James Maria

I'm an artist and educator, Pennsylvania born and bred. After completing two fine art degrees from Kutztown University, I'm taken up residence at The Goggleworks Center for the Arts. I'm an award winning and nationally published artist.

My art is able to live on

In recent watercolor works, I have employed the visual language of entropy and abandonment to discuss shifts in economy and industry while also developing a metaphor that helps to ask questions and make statements about the metaphysical realm.

A man with grit

The apparent struggle between the natural and synthetic worlds has long been the subject of painters and photographers alike.

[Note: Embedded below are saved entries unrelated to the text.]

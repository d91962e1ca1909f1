use async_trait::async_trait;
use futures::TryStreamExt;
use reqwest::header::{HeaderMap, ACCEPT, CONTENT_TYPE};
use reqwest::{Client as HttpClient, StatusCode};
use serde_json::Value;
use std::collections::HashMap;
use std::time::Duration;
use tokio::io::{AsyncBufRead, AsyncBufReadExt};
use tokio_util::io::StreamReader;
use tracing::{debug, warn};
use url::Url;

use super::{Transport, TransportError, TransportHandle, TransportReply};
use crate::protocol::{JsonRpcRequest, TerminalFrame};

/// Default overall timeout for one request, stream included.
pub const DEFAULT_TIMEOUT: Duration = Duration::from_secs(30);

/// Header carrying the session token. Servers disagree on casing, so both
/// spellings are looked up on responses.
pub const SESSION_ID_HEADER: &str = "Mcp-Session-Id";
const SESSION_ID_HEADER_LOWER: &str = "mcp-session-id";

const ACCEPT_VALUE: &str = "application/json, text/event-stream";

/// Streamable HTTP transport: every JSON-RPC message is an HTTP POST whose
/// response is either a single JSON document or a `text/event-stream` of
/// `data: <json>` lines.
#[derive(Clone)]
pub struct StreamableHttpTransport {
    mcp_endpoint: String,
    headers: HashMap<String, String>,
    timeout: Duration,
}

impl StreamableHttpTransport {
    pub fn new<S: Into<String>>(mcp_endpoint: S) -> Self {
        Self {
            mcp_endpoint: mcp_endpoint.into(),
            headers: HashMap::new(),
            timeout: DEFAULT_TIMEOUT,
        }
    }

    pub fn with_timeout(mut self, timeout: Duration) -> Self {
        self.timeout = timeout;
        self
    }

    pub fn with_headers(mut self, headers: HashMap<String, String>) -> Self {
        self.headers = headers;
        self
    }

    pub fn endpoint(&self) -> &str {
        &self.mcp_endpoint
    }

    /// Validate that the URL is a valid MCP endpoint
    pub fn validate_endpoint(endpoint: &str) -> Result<(), TransportError> {
        Url::parse(endpoint).map_err(|e| TransportError::InvalidEndpoint(e.to_string()))?;
        Ok(())
    }
}

#[async_trait]
impl Transport for StreamableHttpTransport {
    type Handle = StreamableHttpTransportHandle;

    async fn start(&self) -> Result<Self::Handle, TransportError> {
        Self::validate_endpoint(&self.mcp_endpoint)?;

        let http_client = HttpClient::builder()
            .timeout(self.timeout)
            .build()
            .map_err(|e| TransportError::Other(format!("Failed to build HTTP client: {}", e)))?;

        Ok(StreamableHttpTransportHandle {
            http_client,
            mcp_endpoint: self.mcp_endpoint.clone(),
            headers: self.headers.clone(),
            timeout: self.timeout,
        })
    }
}

#[derive(Clone)]
pub struct StreamableHttpTransportHandle {
    http_client: HttpClient,
    mcp_endpoint: String,
    headers: HashMap<String, String>,
    timeout: Duration,
}

impl StreamableHttpTransportHandle {
    async fn exchange(
        &self,
        body: String,
        session_id: Option<&str>,
    ) -> Result<TransportReply, TransportError> {
        let mut request = self
            .http_client
            .post(&self.mcp_endpoint)
            .header(CONTENT_TYPE, "application/json")
            .header(ACCEPT, ACCEPT_VALUE)
            .body(body);

        if let Some(session_id) = session_id {
            request = request.header(SESSION_ID_HEADER, session_id);
        }

        for (key, value) in &self.headers {
            request = request.header(key, value);
        }

        let response = request.send().await?;

        let status = response.status();
        if !status.is_success() {
            if status == StatusCode::NOT_FOUND && session_id.is_some() {
                return Err(TransportError::SessionExpired);
            }
            let message = response
                .text()
                .await
                .unwrap_or_else(|_| "Unknown error".to_string());
            return Err(TransportError::HttpError {
                status: status.as_u16(),
                message,
            });
        }

        let returned_session = session_id_from_headers(response.headers());
        if let Some(id) = &returned_session {
            debug!(session_id = %id, "Received session ID");
        }

        let content_type = response
            .headers()
            .get(CONTENT_TYPE)
            .and_then(|h| h.to_str().ok())
            .unwrap_or("")
            .to_string();

        let terminal = if content_type.starts_with("application/json") {
            let text = response.text().await?;
            read_json_body(&text)
        } else {
            let stream = response
                .bytes_stream()
                .map_err(std::io::Error::other);
            let reader = tokio::io::BufReader::new(StreamReader::new(stream));
            read_event_stream(reader).await?
        };

        Ok(TransportReply {
            session_id: returned_session,
            terminal,
        })
    }
}

#[async_trait]
impl TransportHandle for StreamableHttpTransportHandle {
    async fn send(
        &self,
        request: &JsonRpcRequest,
        session_id: Option<&str>,
    ) -> Result<TransportReply, TransportError> {
        let body = serde_json::to_string(request)?;
        debug!(method = %request.method, id = request.id, "Sending message to MCP endpoint");

        match tokio::time::timeout(self.timeout, self.exchange(body, session_id)).await {
            Ok(reply) => reply,
            Err(_) => Err(TransportError::Timeout),
        }
    }

    /// Ask the server to drop the session with an HTTP DELETE.
    async fn close(&self, session_id: Option<&str>) {
        let Some(session_id) = session_id else {
            return;
        };

        let mut request = self
            .http_client
            .delete(&self.mcp_endpoint)
            .header(SESSION_ID_HEADER, session_id);
        for (key, value) in &self.headers {
            request = request.header(key, value);
        }

        match request.send().await {
            Ok(response) if response.status() == StatusCode::METHOD_NOT_ALLOWED => {
                debug!("Server doesn't support session termination");
            }
            Ok(_) => {}
            Err(e) => warn!("Failed to terminate session: {}", e),
        }
    }
}

fn session_id_from_headers(headers: &HeaderMap) -> Option<String> {
    [SESSION_ID_HEADER, SESSION_ID_HEADER_LOWER]
        .iter()
        .find_map(|name| headers.get(*name))
        .and_then(|value| value.to_str().ok())
        .map(str::to_string)
}

fn read_json_body(text: &str) -> Option<TerminalFrame> {
    if text.trim().is_empty() {
        return None;
    }
    match serde_json::from_str::<Value>(text) {
        Ok(frame) => TerminalFrame::from_frame(&frame),
        Err(err) => {
            warn!("Failed to parse JSON response body: {}", err);
            None
        }
    }
}

/// Consume `data:` lines until the first terminal frame. Lines that are not
/// data, or data that is not JSON, are skipped. Anything after the terminal
/// frame is never read.
pub(crate) async fn read_event_stream<R>(reader: R) -> Result<Option<TerminalFrame>, TransportError>
where
    R: AsyncBufRead + Unpin,
{
    let mut lines = reader.lines();

    loop {
        let line = match lines.next_line().await {
            Ok(Some(line)) => line,
            Ok(None) => return Ok(None),
            Err(e) => return Err(TransportError::Network(e.to_string())),
        };

        let Some(data) = line.strip_prefix("data:") else {
            continue;
        };
        let data = data.trim_start();

        match serde_json::from_str::<Value>(data) {
            Ok(frame) => {
                if let Some(terminal) = TerminalFrame::from_frame(&frame) {
                    return Ok(Some(terminal));
                }
                debug!("Skipping non-terminal frame");
            }
            Err(err) => warn!("Failed to parse streaming HTTP response message: {}", err),
        }
    }
}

I intend that the rusted, crumbling objects and spaces that I chose to paint stand as monuments, not to human ingenuity, but as documentation of the process by which the remnants of industry and invention often fade.

A shuffle of dirt & water

I offer gentle reminders that nothing of this world truly lasts-no human innovations, inventions, nor material aspirations. In the processes of oxidation and decomposition, human imposed “order” tends toward the apparent disarray of natural order, and it is here that I’ve encountered captivating beauty. I propose that these images bear witness to the simultaneously destructive and restorative essence of that struggle.

My work or my words

I use titles and iconographic conventions borrowed from historical Christian art to reinforce the subtle, overarching spiritual themes of my work that are otherwise layered in metaphor. Through these channels I make queries about human plans as they may relate to a Divine, permissive will.